Aim of the exercise: Repeat precisely the span of lines below that opens with the line containing "is returned unchanged." and closes with the line containing "Some(f) if f == 0.0", both included.

= Beginning of Section =

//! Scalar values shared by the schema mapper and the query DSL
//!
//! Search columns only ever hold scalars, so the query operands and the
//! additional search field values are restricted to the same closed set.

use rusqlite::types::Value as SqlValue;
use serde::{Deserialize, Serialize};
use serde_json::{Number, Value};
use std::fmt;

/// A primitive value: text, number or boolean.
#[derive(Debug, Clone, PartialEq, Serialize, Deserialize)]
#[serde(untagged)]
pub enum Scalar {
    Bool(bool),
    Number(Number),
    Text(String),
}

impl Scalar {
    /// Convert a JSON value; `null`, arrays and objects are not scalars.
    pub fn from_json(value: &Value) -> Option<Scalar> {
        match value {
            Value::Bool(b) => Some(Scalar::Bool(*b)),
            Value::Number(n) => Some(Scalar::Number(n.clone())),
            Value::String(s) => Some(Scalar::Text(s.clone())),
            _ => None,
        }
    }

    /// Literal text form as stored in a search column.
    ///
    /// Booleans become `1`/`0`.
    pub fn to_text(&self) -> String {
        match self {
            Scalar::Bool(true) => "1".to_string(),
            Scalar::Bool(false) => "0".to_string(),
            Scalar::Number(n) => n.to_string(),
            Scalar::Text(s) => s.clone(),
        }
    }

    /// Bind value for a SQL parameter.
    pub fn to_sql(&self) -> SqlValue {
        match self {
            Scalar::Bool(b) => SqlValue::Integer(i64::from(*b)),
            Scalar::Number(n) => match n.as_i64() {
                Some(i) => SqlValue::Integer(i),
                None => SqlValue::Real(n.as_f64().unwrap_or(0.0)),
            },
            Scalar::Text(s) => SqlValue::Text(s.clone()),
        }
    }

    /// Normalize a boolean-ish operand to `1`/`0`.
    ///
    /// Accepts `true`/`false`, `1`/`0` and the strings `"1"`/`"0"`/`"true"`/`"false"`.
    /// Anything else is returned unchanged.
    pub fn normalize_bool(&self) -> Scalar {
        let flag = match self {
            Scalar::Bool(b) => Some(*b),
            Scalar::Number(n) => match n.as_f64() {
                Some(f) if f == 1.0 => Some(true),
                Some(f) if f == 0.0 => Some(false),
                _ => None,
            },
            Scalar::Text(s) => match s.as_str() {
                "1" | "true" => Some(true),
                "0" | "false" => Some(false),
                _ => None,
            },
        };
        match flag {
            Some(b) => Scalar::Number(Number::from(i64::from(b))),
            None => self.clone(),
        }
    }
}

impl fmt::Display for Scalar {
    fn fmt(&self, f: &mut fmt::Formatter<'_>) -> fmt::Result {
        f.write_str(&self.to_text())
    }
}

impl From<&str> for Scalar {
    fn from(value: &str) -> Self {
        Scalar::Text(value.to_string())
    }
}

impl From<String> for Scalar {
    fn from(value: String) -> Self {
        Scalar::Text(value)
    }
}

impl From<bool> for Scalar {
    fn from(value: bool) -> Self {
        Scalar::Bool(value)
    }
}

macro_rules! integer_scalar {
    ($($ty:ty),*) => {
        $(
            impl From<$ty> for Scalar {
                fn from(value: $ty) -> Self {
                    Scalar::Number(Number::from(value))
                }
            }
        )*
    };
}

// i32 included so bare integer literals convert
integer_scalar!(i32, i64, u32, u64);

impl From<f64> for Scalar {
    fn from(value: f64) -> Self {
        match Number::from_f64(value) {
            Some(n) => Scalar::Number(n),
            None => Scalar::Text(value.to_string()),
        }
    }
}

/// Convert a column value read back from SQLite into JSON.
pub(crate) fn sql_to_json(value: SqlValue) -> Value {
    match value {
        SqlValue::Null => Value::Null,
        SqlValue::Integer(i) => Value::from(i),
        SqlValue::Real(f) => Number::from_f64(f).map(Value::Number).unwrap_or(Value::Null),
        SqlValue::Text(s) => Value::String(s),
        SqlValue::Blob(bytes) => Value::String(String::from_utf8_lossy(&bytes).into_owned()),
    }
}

= End of Section =

Task result:
    /// Anything else is returned unchanged.
    pub fn normalize_bool(&self) -> Scalar {
        let flag = match self {
            Scalar::Bool(b) => Some(*b),
            Scalar::Number(n) => match n.as_f64() {
                Some(f) if f == 1.0 => Some(true),
                Some(f) if f == 0.0 => Some(false),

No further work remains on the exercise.